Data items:
Start of Block

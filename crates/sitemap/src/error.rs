use sitemap_config::ConfigError;
use sitemap_core::SitemapError;

#[derive(Debug, thiserror::Error)]
pub(crate) enum CliError {
    #[error(transparent)]
    Config(#[from] ConfigError),

    #[error(transparent)]
    Io(#[from] std::io::Error),

    #[error(transparent)]
    Sitemap(#[from] SitemapError),

    #[error("Invalid input {path}: {message}")]
    Input { path: String, message: String },

    #[error("Server error: {0}")]
    Server(String),
}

End of Block

ABOUT THIS TASK: Your answer should be the records above, set down exactly.

ANSWER SPACE:
filename crates/sitemap/src/error.rs
use sitemap_config::ConfigError;
use sitemap_core::SitemapError;

#[derive(Debug, thiserror::Error)]
pub(crate) enum CliError {
    #[error(transparent)]
    Config(#[from] ConfigError),

    #[error(transparent)]
    Io(#[from] std::io::Error),

    #[error(transparent)]
    Sitemap(#[from] SitemapError),

    #[error("Invalid input {path}: {message}")]
    Input { path: String, message: String },

    #[error("Server error: {0}")]
    Server(String),
}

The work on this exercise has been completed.